À la marge du salariat traditionnel, les cadres ont le choix entre de nombreuses formes d’emploi. Elles permettent à certains de préparer une activité indépendante, et elles offrent à d’autres la possibilité d’une transition entre deux emplois plus classiques.

Ces formes d’emploi offrent de réelles opportunités aux professionnels suffisamment bien armés et formés pour être capables de négocier hors d’un cadre législatif traditionnel. Travailler comme salarié porté, pour un groupement d’employeurs ou dans une entreprise de travail à temps partagé, c’est avoir l’opportunité de gérer son temps plus souplement, et plus largement de choisir son mode de vie. Ces formes d’emploi atypiques peuvent offrir un tremplin aux professionnels qui ne veulent pas quitter le salariat, mais qui ne veulent plus du lien traditionnel de subordination entre un salarié et son employeur. Elles peuvent aider à résoudre ce qui semblait inconciliable : rester dans le salariat tout en étant autonome ; elles permettent de faire disparaître une tension presque inhérente à nos sociétés : articuler le besoin de collectif avec le désir de rester un individu autonome.

Parfois mal connues, et pour certaines d’elles encore marginales, ces formes d’emploi atypiques offrent des solutions à des entreprises qui ne peuvent pas embaucher à temps plein, comme par exemple dans le cas des groupements d’employeurs. Plus utilisées, elles pourraient constituer de vraies solutions pour des territoires en crise qui ne parviennent pas à offrir en nombre suffisant des emplois plus traditionnels et à temps complet aux salariés. Elles donneraient les moyens de réaliser une vraie sécurisation des parcours professionnels dans l’ancrage des territoires.

Pourtant, tout n’est pas rose, loin de là, et le cas des auto-entrepreneurs est un bon révélateur. L’auto-entreprenariat concerne beaucoup de monde, plus de 700 000 personnes, mais représente rarement une solution économique viable. Pire que cela, il peut être utilisé par des employeurs peu scrupuleux pour ne plus payer de charges sociales. L’auto-entrepreneur fait alors le même travail qu’un salarié, il est même parfois utilisé pour le remplacer, mais il ne bénéficie plus d’aucune protection sociale. Et cette situation fâcheuse existe là où on ne voudrait surtout pas la voir, dans la fonction publique, touchée par les restrictions budgétaires, comme nous le montre l’article de Sarah Abdelnour.

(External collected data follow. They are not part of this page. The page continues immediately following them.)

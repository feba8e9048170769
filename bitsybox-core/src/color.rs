//! RGB565 colors and the system palette.

use crate::error::{out_of_range, Result};

/// Number of entries in the system palette.
pub const PALETTE_SIZE: usize = 256;

/// A packed 16-bit pixel: 5 bits red, 6 bits green, 5 bits blue.
#[derive(Clone, Copy, Debug, Default, PartialEq, Eq, Hash)]
pub struct Color(pub u16);

impl Color {
    pub const BLACK: Color = Color(0);

    /// Pack 8-bit channels by keeping their most significant bits. No rounding.
    pub const fn from_rgb888(r: u8, g: u8, b: u8) -> Self {
        Color(((r as u16 & 0xF8) << 8) | ((g as u16 & 0xFC) << 3) | (b as u16 >> 3))
    }

    pub const fn red5(self) -> u8 {
        (self.0 >> 11) as u8
    }

    pub const fn green6(self) -> u8 {
        ((self.0 >> 5) & 0x3F) as u8
    }

    pub const fn blue5(self) -> u8 {
        (self.0 & 0x1F) as u8
    }

    /// Expand back to 8-bit channels, replicating the high bits into the low ones.
    pub const fn to_rgb888(self) -> (u8, u8, u8) {
        let r = self.red5();
        let g = self.green6();
        let b = self.blue5();
        ((r << 3) | (r >> 2), (g << 2) | (g >> 4), (b << 3) | (b >> 2))
    }
}

/// Fixed table mapping palette indices to colors.
#[derive(Clone, Debug)]
pub struct Palette {
    entries: [Color; PALETTE_SIZE],
}

impl Palette {
    /// An all-black palette.
    pub fn new() -> Self {
        Self { entries: [Color::BLACK; PALETTE_SIZE] }
    }

    /// The palette a session starts with: red, green, blue, then black.
    pub fn system_default() -> Self {
        let mut palette = Self::new();
        palette.entries[0] = Color::from_rgb888(255, 0, 0);
        palette.entries[1] = Color::from_rgb888(0, 255, 0);
        palette.entries[2] = Color::from_rgb888(0, 0, 255);
        palette
    }

    pub fn set_color(&mut self, index: u8, r: u8, g: u8, b: u8) {
        self.entries[index as usize] = Color::from_rgb888(r, g, b);
    }

    /// Checked variant for indices that arrive as wider integers.
    pub fn set_color_checked(&mut self, index: i64, r: u8, g: u8, b: u8) -> Result<()> {
        let index = u8::try_from(index).map_err(|_| out_of_range("palette index", index))?;
        self.set_color(index, r, g, b);
        Ok(())
    }

    pub fn reset_colors(&mut self) {
        self.entries = [Color::BLACK; PALETTE_SIZE];
    }

    pub fn color(&self, index: u8) -> Color {
        self.entries[index as usize]
    }
}

impl Default for Palette {
    fn default() -> Self {
        Self::new()
    }
}

#[cfg(test)]
mod tests {
    use super::*;

    #[test]
    fn packing_keeps_top_bits() {
        let mut palette = Palette::new();
        for &v in &[0u8, 31, 32, 255] {
            palette.set_color(7, v, v, v);
            let c = palette.color(7);
            assert_eq!(c.red5(), v >> 3);
            assert_eq!(c.green6(), v >> 2);
            assert_eq!(c.blue5(), v >> 3);
        }
        assert_eq!(Color::from_rgb888(255, 0, 0), Color(0xF800));
        assert_eq!(Color::from_rgb888(0, 255, 0), Color(0x07E0));
        assert_eq!(Color::from_rgb888(0, 0, 255), Color(0x001F));
    }

    #[test]
    fn reset_clears_every_entry() {
        let mut palette = Palette::system_default();
        palette.set_color(255, 10, 20, 30);
        palette.reset_colors();
        assert!((0..=255u8).all(|i| palette.color(i) == Color::BLACK));
    }

    #[test]
    fn checked_set_rejects_out_of_range() {
        let mut palette = Palette::new();
        assert!(palette.set_color_checked(256, 1, 2, 3).is_err());
        assert!(palette.set_color_checked(-1, 1, 2, 3).is_err());
        assert!(palette.set_color_checked(255, 255, 255, 255).is_ok());
        assert_eq!(palette.color(255), Color(0xFFFF));
    }

    #[test]
    fn expansion_round_trips_extremes() {
        assert_eq!(Color(0xFFFF).to_rgb888(), (255, 255, 255));
        assert_eq!(Color::BLACK.to_rgb888(), (0, 0, 0));
    }
}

Et c’est bien là le plus grand risque inhérent à ces nouvelles formes d’emploi : si elles sont mal encadrées par la loi, les salariés auront beaucoup à y perdre en les investissant et les emplois précaires gagneront encore du terrain. La CFDT le sait, et elle avance avec précaution, en choisissant une ligne pragmatique qu’elle s’est fixée depuis l’origine sur la question. Si elle n’est pas hostile a priori à ces nouvelles formes d’emploi, préférant de loin un contrat atypique à un salarié isolé, elle négocie pour que tous les salariés obtiennent les mêmes droits et condamne l’auto-entreprenariat comme forme de salariat déguisé.

L’examen de ces formes atypiques d’emploi est en réalité une bonne entrée pour regarder les lignes de tension qui marquent le marché de l’emploi. C’est un bon révélateur des inégalités entre des professionnels diplômés et suffisamment armés pour maîtriser la trajectoire professionnelle de leur choix, et les autres, pour lesquels les transformations du marché de l’emploi représentent autant de risques d’une dégradation de leur situation. Autant de difficultés qui peuvent aussi guetter les cadres.